以下に、効率的な書類準備のスケジュール例を示します。
- 1〜2ヶ月目(準備期間):保健所・消防署への事前相談、消防設備の整備と消防法令適合通知書の取得申請、住宅図面の作成、建築基準法関連書類の確認・取得
- 2〜3ヶ月目(書類収集期間):消防法令適合通知書の取得(立入検査)、管理規約・議事録の確認(区分所有建物の場合)、賃貸人からの承諾書の取得(賃貸物件の場合)、住宅宿泊管理業者の選定・委託契約
- 申請直前:有効期限のある書類(登記事項証明書、住民票等)の取得、書類の最終確認・不備チェック、届出書の作成・提出
- 申請後(2〜3週間):追加書類の要求への対応、届出番号の受領、Airbnb等への掲載開始
公的書類には発行から3ヶ月以内という有効期限があるため、取得に時間がかかる消防法令適合通知書から先に準備を始め、住民票や登記事項証明書などは申請直前に取得するのが最も効率的です。自治体によって必要書類が異なることもあるため、事前に窓口で最新の情報を確認することが重要です。
家主不在型・管理業者委託が必要なケースの対応
民泊の運営形態によっては、追加の書類や手続きが必要になる場合があります。特に家主不在型や複数室を運営する場合は、住宅宿泊管理業者への委託が法律上の義務となっています。

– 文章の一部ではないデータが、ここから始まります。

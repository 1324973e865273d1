//! Recovery: incremental reconnects, probes, full restarts, terminal failure
//!
//! Call graph is one-directional: a failure schedules a timer (or a restart
//! pause, or gives up) and returns. Attempts happen only when that timer
//! fires, so a failing attempt never re-enters the failure path
//! synchronously.

use super::core::{PlaybackEngine, PlayerCommand};
use crate::playback::reconnect::{ReconnectGuards, ScheduleDecision};
use crate::playback::timers::TimerKind;
use crate::probe::probe_with_timeout;
use crate::telemetry::names;
use onair_common::events::{PlaybackStatus, StreamEvent};
use onair_common::time;
use serde_json::{json, Value};
use tokio::time::Instant;
use tracing::{debug, error, info, warn};

/// Non-terminal message shown while recovering
pub const RECONNECTING_MESSAGE: &str = "Connection lost. Reconnecting...";

impl PlaybackEngine {
    /// Count a failure and let the scheduler decide what happens next
    pub(super) async fn on_stream_failure(&mut self, reason: String) {
        let errors = self.scheduler.record_error();
        warn!("Stream failure #{}: {}", errors, reason);

        self.timers.cancel(TimerKind::BufferCheck);
        self.monitor.abandon_episode();

        self.status.set_status(PlaybackStatus::Error);
        self.status.set_message(RECONNECTING_MESSAGE);
        self.publish_buffer();

        let mut props = self.recovery_properties();
        props["reason"] = json!(reason);
        props["consecutive_errors"] = json!(errors);
        self.telemetry.report(names::STREAM_DROPPED, props);

        self.schedule_reconnect().await;
    }

    fn guards(&self) -> ReconnectGuards {
        ReconnectGuards {
            user_stopped: self.flags.user_stopped,
            paused_for_foreground_content: self.flags.paused_for_foreground_content,
            deliberately_paused: self.deliberately_paused(),
            exhausted: self.flags.exhausted,
            reconnect_in_flight: self.timers.is_pending(TimerKind::Reconnect) || self.probe_in_flight,
            restart_in_flight: self.flags.restart_in_flight,
        }
    }

    async fn schedule_reconnect(&mut self) {
        let decision = self.scheduler.schedule(Instant::now(), self.guards());
        match decision {
            ScheduleDecision::Skip(reason) => {
                debug!("Reconnect not scheduled: {}", reason);
            }
            ScheduleDecision::Retry { attempt, delay } => {
                let max_retries = self.scheduler.policy().max_retries;
                info!(
                    "Reconnect attempt {}/{} in {:?}",
                    attempt, max_retries, delay
                );
                self.timers.schedule(TimerKind::Reconnect, delay);
                self.status.set_message(format!(
                    "Reconnecting in {}s (attempt {}/{})",
                    delay.as_secs_f64().ceil() as u64,
                    attempt,
                    max_retries
                ));
                self.status.emit(StreamEvent::ReconnectScheduled {
                    attempt,
                    max_retries,
                    delay_ms: delay.as_millis() as u64,
                    timestamp: time::now(),
                });

                let mut props = self.recovery_properties();
                props["attempt"] = json!(attempt);
                props["delay_ms"] = json!(delay.as_millis() as u64);
                self.telemetry.report(names::RECONNECT_SCHEDULED, props);
            }
            ScheduleDecision::Restart { consecutive_errors } => {
                self.begin_restart(format!("{} consecutive errors", consecutive_errors))
                    .await;
            }
            ScheduleDecision::GiveUp { total_attempts } => {
                self.enter_terminal(total_attempts).await;
            }
        }
    }

    /// Backoff elapsed: probe first if configured, else reconnect
    pub(super) async fn on_reconnect_timer(&mut self) {
        if self.recovery_blocked() || self.flags.restart_in_flight {
            return;
        }

        match self.probe.clone() {
            Some(probe) if self.config.probe.enabled => {
                self.probe_generation += 1;
                self.probe_in_flight = true;
                self.status.set_message("Checking connection...");

                let generation = self.probe_generation;
                let tx = self.probe_tx.clone();
                let url = self.stream_url.clone();
                let timeout = self.config.probe.timeout();
                tokio::spawn(async move {
                    let result = probe_with_timeout(probe.as_ref(), &url, timeout).await;
                    let _ = tx.send((generation, result));
                });
            }
            _ => self.issue_reconnect().await,
        }
    }

    pub(super) async fn handle_probe_result(
        &mut self,
        generation: u64,
        result: crate::error::Result<()>,
    ) {
        if !self.probe_in_flight || generation != self.probe_generation {
            debug!("Ignoring stale probe result");
            return;
        }
        self.probe_in_flight = false;
        if self.recovery_blocked() {
            return;
        }

        match result {
            Ok(()) => self.issue_reconnect().await,
            Err(e) => {
                warn!("Stream host unreachable: {}", e);
                self.scheduler.record_attempt(Instant::now());
                let mut props = self.recovery_properties();
                props["error"] = json!(e.to_string());
                self.telemetry.report(names::PROBE_FAILED, props);
                self.on_stream_failure(format!("probe failed: {}", e)).await;
            }
        }
    }

    /// Incremental attempt on the existing player
    async fn issue_reconnect(&mut self) {
        self.scheduler.record_attempt(Instant::now());
        info!(
            "Reconnecting (attempt {} since last success)",
            self.scheduler.state().total_attempts
        );
        self.telemetry
            .report(names::RECONNECT_ATTEMPT, self.recovery_properties());

        self.status.set_status(PlaybackStatus::Connecting);
        self.status.set_message("Reconnecting...");
        self.source_loaded = false;

        if let Err(e) = self.start_playback().await {
            self.on_stream_failure(format!("reconnect failed: {}", e))
                .await;
        }
    }

    /// Tear the player down; the rebuild happens after `restart_pause`
    pub(super) async fn begin_restart(&mut self, reason: String) {
        warn!("Restarting player: {}", reason);
        self.cancel_recovery();
        self.flags.restart_in_flight = true;
        self.monitor.abandon_episode();

        self.status.set_status(PlaybackStatus::Restarting);
        self.status.set_message("Restarting player...");
        self.status.emit(StreamEvent::RestartStarted {
            reason: reason.clone(),
            timestamp: time::now(),
        });
        let mut props = self.recovery_properties();
        props["reason"] = json!(reason);
        self.telemetry.report(names::RESTART_STARTED, props);

        self.scheduler.record_attempt(Instant::now());
        self.dispose_player().await;
        self.timers
            .schedule(TimerKind::RestartPause, self.config.reconnect.restart_pause());
    }

    pub(super) async fn finish_restart(&mut self) {
        self.flags.restart_in_flight = false;
        if self.recovery_blocked() {
            debug!("Restart abandoned: playback stopped or paused meanwhile");
            return;
        }

        self.scheduler.reset_after_restart();
        self.flags.fresh_connection = true;
        self.status.set_status(PlaybackStatus::Connecting);
        self.status.set_message("Reconnecting...");

        if let Err(e) = self.start_playback().await {
            self.on_stream_failure(format!("restart failed: {}", e))
                .await;
        }
    }

    /// Hard maximum reached: stop retrying until the user presses play
    async fn enter_terminal(&mut self, total_attempts: u32) {
        error!("Giving up after {} reconnection attempts", total_attempts);
        self.flags.exhausted = true;
        self.cancel_recovery();
        self.monitor.abandon_episode();

        self.player_call_logged(PlayerCommand::Stop).await;
        self.source_loaded = false;

        self.status.set_status(PlaybackStatus::Error);
        self.status.set_message("");
        self.status.set_error(format!(
            "Unable to reach the station after {} attempts. Press play to try again.",
            total_attempts
        ));

        let mut props = self.recovery_properties();
        props["total_attempts"] = json!(total_attempts);
        self.telemetry.report(names::RETRIES_EXHAUSTED, props);

        self.release_wake_lock().await;
    }

    /// Cancel every pending recovery step (reconnect timer, probe, restart
    /// pause, buffering checks)
    pub(super) fn cancel_recovery(&mut self) {
        self.timers.cancel(TimerKind::Reconnect);
        self.timers.cancel(TimerKind::BufferCheck);
        if self.timers.cancel(TimerKind::RestartPause) {
            debug!("Pending restart cancelled");
        }
        self.flags.restart_in_flight = false;
        self.cancel_probe();
    }

    pub(super) fn cancel_probe(&mut self) {
        if self.probe_in_flight {
            self.probe_in_flight = false;
            self.probe_generation += 1;
        }
    }

    fn recovery_properties(&self) -> Value {
        let retry = self.scheduler.state();
        json!({
            "attempt": retry.attempt_count,
            "max_retries": self.scheduler.policy().max_retries,
            "consecutive_errors": retry.consecutive_error_count,
            "total_attempts": retry.total_attempts,
            "buffer_health": self.monitor.health(),
            "stability_score": self.monitor.stability_score(),
        })
    }
}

家主不在型で運営する場合、または6室以上ある場合は、登録を受けた住宅宿泊管理業者への委託が義務付けられており、委託契約書と管理業者の登録証明書の提出が必須です。「宿泊中に不在とならない場合」とは、事業者が届出住宅内に居住していることが必須であり、隣接する別の部屋に居住しているだけでは対象外となります。この点を誤解している方も多いため、注意が必要です。
住宅宿泊管理業者を選定する際は、管理業者の登録番号、管理内容(清掃、緊急時対応、宿泊者への説明等)、費用を事前に確認することが重要です。管理体制の不明確さ(緊急時の連絡体制が不十分、清掃体制の未整備)は申請時によく指摘される事項であるため、具体的な管理マニュアルを作成しておくことも有効です。管理受託契約の内容は契約書面の写しで届出できますので、契約書の内容が届出要件を満たしているかどうか事前に確認しておきましょう。
まとめ
民泊(住宅宿泊事業)の申請には、消防法令適合通知書や住宅の登記事項証明書、住宅図面、欠格事由の誓約書など多くの書類が必要です。書類の種類や有効期限、自治体ごとの要件をしっかり把握し、消防法令適合通知書のような時間のかかる書類から計画的に準備を進めることが、スムーズな申請の最大のポイントです。
申請前には必ず管轄の保健所・消防署への事前相談を行い、物件の状況に合った準備を進めてください。標準的な準備期間は3〜4ヶ月ですが、早めに動き出すことで余裕を持った申請が可能になります。本記事を参考に、ぜひ合法的な民泊事業の第一歩を踏み出してください。